- **What you are asked to do**: Would you restate, exactly as they appear, the lines from the one containing "view.handle_key(key(KeyCode::Char('d')), &mut ctx);" through the end of the data below?

(Stored data entries)
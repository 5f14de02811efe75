use crate::swapi::types::Entity;
use crate::ui::components::KeyResult;
use crate::ui::renderfns::{truncate, type_color};
use crate::ui::view::{ShortcutInfo, View, ViewAction, ViewContext};
use crate::ui::views::EntityDetailView;
use crate::ui::{ensure_valid_selection, move_selection};
use crossterm::event::{KeyCode, KeyEvent};
use ratatui::prelude::*;
use ratatui::widgets::{Block, Borders, List, ListItem, ListState, Paragraph};

/// Saved favorites in the order they were added
pub struct FavoritesView {
  list_state: ListState,
}

impl FavoritesView {
  pub fn new() -> Self {
    Self {
      list_state: ListState::default(),
    }
  }

  fn selected<'a>(&self, ctx: &'a ViewContext) -> Option<&'a Entity> {
    ctx.store.state().favorites.get(self.list_state.selected()?)
  }
}

impl Default for FavoritesView {
  fn default() -> Self {
    Self::new()
  }
}

impl View for FavoritesView {
  fn handle_key(&mut self, key: KeyEvent, ctx: &mut ViewContext) -> KeyResult<ViewAction> {
    let len = ctx.store.state().favorites.len();
    match key.code {
      KeyCode::Char('j') | KeyCode::Down => move_selection(&mut self.list_state, len, 1),
      KeyCode::Char('k') | KeyCode::Up => move_selection(&mut self.list_state, len, -1),
      KeyCode::Char('d') | KeyCode::Char('f') | KeyCode::Delete => {
        if let Some((uid, entity_type)) = self.selected(ctx).map(|e| (e.uid.clone(), e.entity_type)) {
          ctx.store.remove_favorite(&uid, entity_type);
          ensure_valid_selection(&mut self.list_state, len - 1);
        }
      }
      KeyCode::Enter => {
        if let Some(entity) = self.selected(ctx).cloned() {
          let detail = EntityDetailView::new(entity, ctx.client.clone());
          return KeyResult::Event(ViewAction::Push(Box::new(detail)));
        }
      }
      _ => return KeyResult::NotHandled,
    }
    KeyResult::Handled
  }

  fn render(&mut self, frame: &mut Frame, area: Rect, ctx: &ViewContext) {
    let favorites = &ctx.store.state().favorites;
    ensure_valid_selection(&mut self.list_state, favorites.len());

    let block = Block::default()
      .title(format!(" Favorites ({}) ", favorites.len()))
      .title_alignment(Alignment::Center)
      .borders(Borders::ALL)
      .border_style(Style::default().fg(Color::Yellow));

    if favorites.is_empty() {
      let paragraph = Paragraph::new("No favorites yet. Press 'f' on any entry to save it.")
        .block(block)
        .style(Style::default().fg(Color::DarkGray));
      frame.render_widget(paragraph, area);
      return;
    }

    let items: Vec<ListItem> = favorites
      .iter()
      .map(|entity| {
        ListItem::new(Line::from(vec![
          Span::styled(
            format!("{:<12}", entity.entity_type.display_name()),
            Style::default().fg(type_color(entity.entity_type)),
          ),
          Span::raw(truncate(&entity.name, 50)),
        ]))
      })
      .collect();

    let list = List::new(items)
      .block(block)
      .highlight_style(
        Style::default()
          .bg(Color::DarkGray)
          .add_modifier(Modifier::BOLD),
      )
      .highlight_symbol("> ");

    frame.render_stateful_widget(list, area, &mut self.list_state);
  }

  fn breadcrumb_label(&self) -> String {
    "Favorites".to_string()
  }

  fn shortcuts(&self) -> Vec<ShortcutInfo> {
    vec![
      ShortcutInfo::new(":", "command").with_priority(10),
      ShortcutInfo::new("d", "remove").with_priority(20),
      ShortcutInfo::new("q", "back").with_priority(90),
    ]
  }
}

#[cfg(test)]
mod tests {
  use super::*;
  use crate::swapi::types::EntityType;
  use crate::testing::{key, view_context};

  #[test]
  fn test_remove_selected() {
    let mut ctx = view_context();
    ctx
      .store
      .add_favorite(Entity::new(EntityType::People, "1", "Luke Skywalker"))
      .unwrap();
    ctx
      .store
      .add_favorite(Entity::new(EntityType::Planets, "4", "Hoth"))
      .unwrap();

    let mut view = FavoritesView::new();
    view.handle_key(key(KeyCode::Down), &mut ctx);
    view.handle_key(key(KeyCode::Char('d')), &mut ctx);

    let favorites = &ctx.store.state().favorites;
    assert_eq!(favorites.len(), 1);
    assert_eq!(favorites[0].name, "Luke Skywalker");
    assert_eq!(view.list_state.selected(), Some(0));
  }

  #[test]
  fn test_remove_on_empty_is_noop() {
    let mut ctx = view_context();
    let mut view = FavoritesView::new();
    assert!(matches!(
      view.handle_key(key(KeyCode::Char('d')), &mut ctx),
      KeyResult::Handled
    ));
    assert!(ctx.store.state().favorites.is_empty());
  }
}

- **Reply**:
    view.handle_key(key(KeyCode::Char('d')), &mut ctx);

    let favorites = &ctx.store.state().favorites;
    assert_eq!(favorites.len(), 1);
    assert_eq!(favorites[0].name, "Luke Skywalker");
    assert_eq!(view.list_state.selected(), Some(0));
  }

  #[test]
  fn test_remove_on_empty_is_noop() {
    let mut ctx = view_context();
    let mut view = FavoritesView::new();
    assert!(matches!(
      view.handle_key(key(KeyCode::Char('d')), &mut ctx),
      KeyResult::Handled
    ));
    assert!(ctx.store.state().favorites.is_empty());
  }
}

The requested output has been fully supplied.